Um terço da força de trabalho
mundial está sem emprego. Mas não vive em “cabanas eletrônicas”,
não está no “setor de serviços” nem se dedica,
aparentemente, ao ócio criativo...
José
Luís Fiori*
Existe uma e só uma tese econômica
ou histórica em que se baseia todo o edifício ideológico
liberal-conservador dos anos 1990. A mesma que depois se
transformou na pedra angular da “terceira-via” social-
democrata. Para ambos ocorreu, no último quartil do século 20,
uma revolução tecnológico-informacional que mudou radicalmente
a economia e a sociedade capitalistas. Como resultado, a velha
economia industrial teria cedido lugar a uma “nova economia”,
baseada nos serviços, e a uma sociedade onde o trabalho teria
perdido sua centralidade. No seu lugar estaria nascendo uma
sociedade em que as relações de classe seriam substituídas por
redes horizontais e comunicativas, cada vez mais extensas,
envolventes e democráticas.
Fim do trabalho
ou reestruturação conservadora do capital?

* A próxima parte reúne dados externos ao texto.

//! Session timer - elapsed clock and aggregate stats for one session
//!
//! The timer does not own a thread or an OS timer. The host advances it with
//! [`SessionTimer::tick`], the same fixed-timestep style the round engine
//! uses, and it only counts while running. Stopping is destructive: a
//! session's clock and stats never outlive it.

use crate::types::{SessionStats, TICK_MS};

#[derive(Debug, Clone, Default)]
pub struct SessionTimer {
    running: bool,
    total_seconds: u32,
    /// Milliseconds accumulated toward the next whole second.
    carry_ms: u32,
    stats: SessionStats,
}

impl SessionTimer {
    pub fn new() -> Self {
        Self::default()
    }

    /// Reset clock and stats and begin counting.
    ///
    /// Starting an already running timer restarts it; there is never more
    /// than one clock.
    pub fn start(&mut self) {
        self.stop();
        self.running = true;
    }

    /// Stop counting and reset clock and stats to zero.
    pub fn stop(&mut self) {
        self.running = false;
        self.total_seconds = 0;
        self.carry_ms = 0;
        self.stats = SessionStats::default();
    }

    /// Advance the clock by `elapsed_ms`. Returns how many whole seconds elapsed.
    pub fn tick(&mut self, elapsed_ms: u32) -> u32 {
        if !self.running {
            return 0;
        }
        let total = self.carry_ms.saturating_add(elapsed_ms);
        let seconds = total / TICK_MS;
        self.carry_ms = total % TICK_MS;
        self.total_seconds = self.total_seconds.saturating_add(seconds);
        seconds
    }

    pub fn increment_attempts(&mut self) {
        self.stats.attempts = self.stats.attempts.saturating_add(1);
    }

    /// Count a correct guess and extend the streak.
    ///
    /// Never lets `correct` overtake `attempts`.
    pub fn increment_correct(&mut self) {
        if self.stats.correct < self.stats.attempts {
            self.stats.correct += 1;
        }
        self.stats.streak = self.stats.streak.saturating_add(1);
    }

    pub fn reset_streak(&mut self) {
        self.stats.streak = 0;
    }

    pub fn running(&self) -> bool {
        self.running
    }

    pub fn total_seconds(&self) -> u32 {
        self.total_seconds
    }

    pub fn stats(&self) -> SessionStats {
        self.stats
    }

    /// Elapsed time as zero-padded `MM:SS` (minutes keep growing past 99).
    pub fn formatted_time(&self) -> String {
        format_clock(self.total_seconds)
    }

    /// Correct guesses per minute, biased by one second so it is defined at 0.
    pub fn ratio(&self) -> u32 {
        score_ratio(self.stats.correct, self.total_seconds)
    }
}

/// `MM:SS`, zero-padded.
pub fn format_clock(total_seconds: u32) -> String {
    format!("{:02}:{:02}", total_seconds / 60, total_seconds % 60)
}

/// `floor(correct * 60 / (seconds + 1))`.
pub fn score_ratio(correct: u32, seconds: u32) -> u32 {
    let num = u64::from(correct) * 60;
    let den = u64::from(seconds) + 1;
    u32::try_from(num / den).unwrap_or(u32::MAX)
}

#[cfg(test)]
mod tests {
    use super::*;

    #[test]
    fn ticks_only_while_running() {
        let mut t = SessionTimer::new();
        assert_eq!(t.tick(5000), 0);
        assert_eq!(t.total_seconds(), 0);

        t.start();
        assert_eq!(t.tick(999), 0);
        assert_eq!(t.tick(1), 1);
        assert_eq!(t.tick(2500), 2);
        assert_eq!(t.total_seconds(), 3);
        assert_eq!(t.formatted_time(), "00:03");
    }

    #[test]
    fn restart_resets_instead_of_stacking() {
        let mut t = SessionTimer::new();
        t.start();
        t.tick(4_000);
        t.increment_attempts();
        t.start();
        assert!(t.running());
        assert_eq!(t.total_seconds(), 0);
        assert_eq!(t.stats(), SessionStats::default());
        t.tick(1_000);
        assert_eq!(t.total_seconds(), 1);
    }

    #[test]
    fn stop_is_destructive() {
        let mut t = SessionTimer::new();
        t.start();
        t.tick(61_000);
        t.increment_attempts();
        t.increment_correct();
        t.stop();
        assert!(!t.running());
        assert_eq!(t.total_seconds(), 0);
        assert_eq!(t.stats(), SessionStats::default());
        assert_eq!(t.tick(1_000), 0);
    }

    #[test]
    fn streak_counts_trailing_correct_run() {
        let mut t = SessionTimer::new();
        t.start();
        for correct in [true, true, false, true, true, true] {
            t.increment_attempts();
            if correct {
                t.increment_correct();
            } else {
                t.reset_streak();
            }
        }
        assert_eq!(t.stats(), SessionStats { attempts: 6, correct: 5, streak: 3 });
    }

    #[test]
    fn correct_never_exceeds_attempts() {
        let mut t = SessionTimer::new();
        t.start();
        t.increment_correct();
        assert_eq!(t.stats().correct, 0);
        assert!(t.stats().correct <= t.stats().attempts);
    }

    #[test]
    fn clock_formatting() {
        assert_eq!(format_clock(0), "00:00");
        assert_eq!(format_clock(59), "00:59");
        assert_eq!(format_clock(61), "01:01");
        assert_eq!(format_clock(3_599), "59:59");
        assert_eq!(format_clock(6_000), "100:00");
    }

    #[test]
    fn ratio_is_biased_and_finite() {
        assert_eq!(score_ratio(0, 0), 0);
        assert_eq!(score_ratio(1, 0), 60);
        assert_eq!(score_ratio(3, 59), 3);
        assert_eq!(score_ratio(10, 119), 5);
        assert_eq!(score_ratio(u32::MAX, 0), u32::MAX);
        assert_eq!(score_ratio(5, u32::MAX), 0);
    }
}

Todas as grandes revoluções
tecnológicas que mudaram o rumo e a velocidade da expansão do
capitalismo passaram invariavelmente por modificações
qualitativas no campo das comunicações. E ninguém pode
desconhecer a natureza espetacular da mudança ocorrida – depois
de 1970 -- no campo da microeletrônica, dos computadores e da
telecomunicação, assim como seu impacto no funcionamento dos
mercados financeiros e das "auto-estradas" de informação.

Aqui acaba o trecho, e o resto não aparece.